• [Exercise directions]
Give every line from the entries that contains "pair".

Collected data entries
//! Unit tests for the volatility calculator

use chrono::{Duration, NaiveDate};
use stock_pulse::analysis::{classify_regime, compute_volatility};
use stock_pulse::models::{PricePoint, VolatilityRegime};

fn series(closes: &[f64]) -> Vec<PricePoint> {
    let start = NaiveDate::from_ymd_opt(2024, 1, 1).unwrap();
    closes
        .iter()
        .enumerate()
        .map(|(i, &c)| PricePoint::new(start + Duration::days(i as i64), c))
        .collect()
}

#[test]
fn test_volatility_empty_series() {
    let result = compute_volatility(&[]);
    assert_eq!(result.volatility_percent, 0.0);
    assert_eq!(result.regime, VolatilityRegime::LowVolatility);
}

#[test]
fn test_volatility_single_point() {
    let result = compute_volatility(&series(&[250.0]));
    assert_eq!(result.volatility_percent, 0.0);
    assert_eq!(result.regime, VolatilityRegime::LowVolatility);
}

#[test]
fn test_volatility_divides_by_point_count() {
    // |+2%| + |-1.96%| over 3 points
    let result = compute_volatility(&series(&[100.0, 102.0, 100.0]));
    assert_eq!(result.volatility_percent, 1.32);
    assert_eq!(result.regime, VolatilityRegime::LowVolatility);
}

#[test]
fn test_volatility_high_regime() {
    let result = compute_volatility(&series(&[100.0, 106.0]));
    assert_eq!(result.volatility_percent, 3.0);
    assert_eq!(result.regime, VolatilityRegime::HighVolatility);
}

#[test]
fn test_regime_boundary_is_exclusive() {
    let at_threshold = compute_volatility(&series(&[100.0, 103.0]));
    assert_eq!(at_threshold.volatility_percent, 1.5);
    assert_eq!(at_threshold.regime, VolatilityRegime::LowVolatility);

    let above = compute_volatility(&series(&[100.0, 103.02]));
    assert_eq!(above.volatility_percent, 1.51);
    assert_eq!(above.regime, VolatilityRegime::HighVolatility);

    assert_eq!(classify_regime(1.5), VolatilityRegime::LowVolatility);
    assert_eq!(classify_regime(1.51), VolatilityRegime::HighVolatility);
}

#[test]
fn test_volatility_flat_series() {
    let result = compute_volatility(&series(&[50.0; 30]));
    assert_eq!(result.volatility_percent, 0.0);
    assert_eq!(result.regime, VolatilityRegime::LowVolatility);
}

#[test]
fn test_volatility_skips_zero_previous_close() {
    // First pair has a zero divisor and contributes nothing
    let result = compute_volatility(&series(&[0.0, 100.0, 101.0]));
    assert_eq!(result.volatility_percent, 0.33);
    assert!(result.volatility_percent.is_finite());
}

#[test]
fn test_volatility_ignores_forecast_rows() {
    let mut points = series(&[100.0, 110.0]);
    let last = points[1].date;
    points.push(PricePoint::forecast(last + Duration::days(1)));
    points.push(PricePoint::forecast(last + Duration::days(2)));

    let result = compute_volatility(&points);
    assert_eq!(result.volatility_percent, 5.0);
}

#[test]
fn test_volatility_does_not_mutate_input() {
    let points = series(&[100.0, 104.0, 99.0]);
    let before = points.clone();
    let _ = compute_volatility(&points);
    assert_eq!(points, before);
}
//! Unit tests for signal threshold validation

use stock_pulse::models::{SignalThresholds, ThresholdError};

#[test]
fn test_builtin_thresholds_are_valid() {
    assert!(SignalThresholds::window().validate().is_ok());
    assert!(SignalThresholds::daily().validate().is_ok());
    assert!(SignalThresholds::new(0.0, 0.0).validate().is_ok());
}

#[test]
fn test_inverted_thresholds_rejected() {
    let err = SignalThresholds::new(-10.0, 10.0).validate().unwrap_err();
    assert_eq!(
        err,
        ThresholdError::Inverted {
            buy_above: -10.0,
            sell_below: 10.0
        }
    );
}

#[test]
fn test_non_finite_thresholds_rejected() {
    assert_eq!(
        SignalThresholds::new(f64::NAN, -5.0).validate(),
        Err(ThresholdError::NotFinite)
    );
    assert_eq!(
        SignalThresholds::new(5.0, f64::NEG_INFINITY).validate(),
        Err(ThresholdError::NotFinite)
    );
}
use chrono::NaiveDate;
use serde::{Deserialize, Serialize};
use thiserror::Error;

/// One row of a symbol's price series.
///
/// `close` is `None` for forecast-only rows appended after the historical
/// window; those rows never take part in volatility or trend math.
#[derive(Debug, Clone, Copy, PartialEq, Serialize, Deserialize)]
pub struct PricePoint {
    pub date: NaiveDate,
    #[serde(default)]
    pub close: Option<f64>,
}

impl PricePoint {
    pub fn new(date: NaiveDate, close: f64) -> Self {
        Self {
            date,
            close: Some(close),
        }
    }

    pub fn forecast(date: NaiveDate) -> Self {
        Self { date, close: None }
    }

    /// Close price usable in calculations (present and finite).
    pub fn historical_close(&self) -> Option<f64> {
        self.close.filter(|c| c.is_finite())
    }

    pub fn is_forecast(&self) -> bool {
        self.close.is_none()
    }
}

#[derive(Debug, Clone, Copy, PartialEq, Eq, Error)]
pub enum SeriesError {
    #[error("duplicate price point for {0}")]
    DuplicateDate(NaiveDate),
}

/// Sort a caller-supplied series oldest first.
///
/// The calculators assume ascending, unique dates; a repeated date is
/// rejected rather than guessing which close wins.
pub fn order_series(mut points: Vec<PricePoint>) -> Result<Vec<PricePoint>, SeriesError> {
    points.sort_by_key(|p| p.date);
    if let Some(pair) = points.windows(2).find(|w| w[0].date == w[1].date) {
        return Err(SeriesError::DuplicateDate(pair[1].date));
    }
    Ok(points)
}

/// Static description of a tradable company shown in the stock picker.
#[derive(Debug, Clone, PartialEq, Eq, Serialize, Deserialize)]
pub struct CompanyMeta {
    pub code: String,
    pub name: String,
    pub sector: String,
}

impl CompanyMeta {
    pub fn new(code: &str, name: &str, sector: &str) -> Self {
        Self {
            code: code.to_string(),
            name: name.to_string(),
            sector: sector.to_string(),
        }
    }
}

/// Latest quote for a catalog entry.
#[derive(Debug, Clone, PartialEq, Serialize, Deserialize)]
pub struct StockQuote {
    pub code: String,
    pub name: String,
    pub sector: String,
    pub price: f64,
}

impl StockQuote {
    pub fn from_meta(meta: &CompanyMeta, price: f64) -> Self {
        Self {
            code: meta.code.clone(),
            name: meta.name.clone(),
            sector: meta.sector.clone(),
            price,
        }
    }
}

• [Expected answer]
    // First pair has a zero divisor and contributes nothing
    if let Some(pair) = points.windows(2).find(|w| w[0].date == w[1].date) {
        return Err(SeriesError::DuplicateDate(pair[1].date));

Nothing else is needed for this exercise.